• _Work task_
Look at the entries below and restate word for word the lines from the first through the one that has "out.push_str(line);".

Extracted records
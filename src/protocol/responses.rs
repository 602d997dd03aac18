//! FTP Response handling
//!
//! Defines FTP response codes and formatting.

/// Standard FTP response codes
pub const FILE_STATUS_OK: u16 = 150;
pub const OK: u16 = 200;
pub const SYSTEM_STATUS: u16 = 211;
pub const FILE_STATUS: u16 = 213;
pub const SYSTEM_TYPE: u16 = 215;
pub const READY: u16 = 220;
pub const CLOSING: u16 = 221;
pub const TRANSFER_COMPLETE: u16 = 226;
pub const ENTERING_PASSIVE: u16 = 227;
pub const LOGIN_SUCCESS: u16 = 230;
pub const FILE_ACTION_OK: u16 = 250;
pub const PATH_CREATED: u16 = 257;
pub const PASSWORD_REQUIRED: u16 = 331;
pub const PENDING_FURTHER_INFO: u16 = 350;
pub const CANT_OPEN_DATA: u16 = 425;
pub const TRANSFER_ABORTED: u16 = 426;
pub const FILE_ACTION_NOT_TAKEN: u16 = 450;
pub const LOCAL_ERROR: u16 = 451;
pub const SYNTAX_ERROR: u16 = 500;
pub const SYNTAX_ERROR_IN_PARAMETERS: u16 = 501;
pub const NOT_IMPLEMENTED: u16 = 502;
pub const BAD_SEQUENCE: u16 = 503;
pub const PARAMETER_NOT_IMPLEMENTED: u16 = 504;
pub const NOT_LOGGED_IN: u16 = 530;
pub const FILE_UNAVAILABLE: u16 = 550;
pub const FILE_NAME_NOT_ALLOWED: u16 = 553;

/// Format a single-line FTP reply, without the line terminator
pub fn format_response(code: u16, message: &str) -> String {
    format!("{} {}", code, message)
}

/// Format a multi-line reply.
///
/// Every line but the last uses the `-` continuation marker. Lines that
/// start with a space are passed through verbatim. The lines are joined
/// with CRLF, the final terminator is left to the writer.
pub fn format_multiline(code: u16, lines: &[&str]) -> String {
    let mut out = String::new();
    let last = lines.len().saturating_sub(1);
    for (i, line) in lines.iter().enumerate() {
        if i > 0 {
            out.push_str("\r\n");
        }
        if line.starts_with(' ') {
            out.push_str(line);
        } else if i == last {
            out.push_str(&format!("{} {}", code, line));
        } else {
            out.push_str(&format!("{}-{}", code, line));
        }
    }
    out
}

/// Three-line welcome banner sent when a client connects
pub fn banner() -> String {
    format_multiline(
        READY,
        &[
            "-- Welcome to RAX FTP engine --",
            "--   single client mode   --",
            &format!("--   Version {}   --", env!("CARGO_PKG_VERSION")),
        ],
    )
}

• _Task output_
filename src/protocol/responses.rs
repository 602d997dd03aac18
//! FTP Response handling
//!
//! Defines FTP response codes and formatting.

/// Standard FTP response codes
pub const FILE_STATUS_OK: u16 = 150;
pub const OK: u16 = 200;
pub const SYSTEM_STATUS: u16 = 211;
pub const FILE_STATUS: u16 = 213;
pub const SYSTEM_TYPE: u16 = 215;
pub const READY: u16 = 220;
pub const CLOSING: u16 = 221;
pub const TRANSFER_COMPLETE: u16 = 226;
pub const ENTERING_PASSIVE: u16 = 227;
pub const LOGIN_SUCCESS: u16 = 230;
pub const FILE_ACTION_OK: u16 = 250;
pub const PATH_CREATED: u16 = 257;
pub const PASSWORD_REQUIRED: u16 = 331;
pub const PENDING_FURTHER_INFO: u16 = 350;
pub const CANT_OPEN_DATA: u16 = 425;
pub const TRANSFER_ABORTED: u16 = 426;
pub const FILE_ACTION_NOT_TAKEN: u16 = 450;
pub const LOCAL_ERROR: u16 = 451;
pub const SYNTAX_ERROR: u16 = 500;
pub const SYNTAX_ERROR_IN_PARAMETERS: u16 = 501;
pub const NOT_IMPLEMENTED: u16 = 502;
pub const BAD_SEQUENCE: u16 = 503;
pub const PARAMETER_NOT_IMPLEMENTED: u16 = 504;
pub const NOT_LOGGED_IN: u16 = 530;
pub const FILE_UNAVAILABLE: u16 = 550;
pub const FILE_NAME_NOT_ALLOWED: u16 = 553;

/// Format a single-line FTP reply, without the line terminator
pub fn format_response(code: u16, message: &str) -> String {
    format!("{} {}", code, message)
}

/// Format a multi-line reply.
///
/// Every line but the last uses the `-` continuation marker. Lines that
/// start with a space are passed through verbatim. The lines are joined
/// with CRLF, the final terminator is left to the writer.
pub fn format_multiline(code: u16, lines: &[&str]) -> String {
    let mut out = String::new();
    let last = lines.len().saturating_sub(1);
    for (i, line) in lines.iter().enumerate() {
        if i > 0 {
            out.push_str("\r\n");
        }
        if line.starts_with(' ') {
            out.push_str(line);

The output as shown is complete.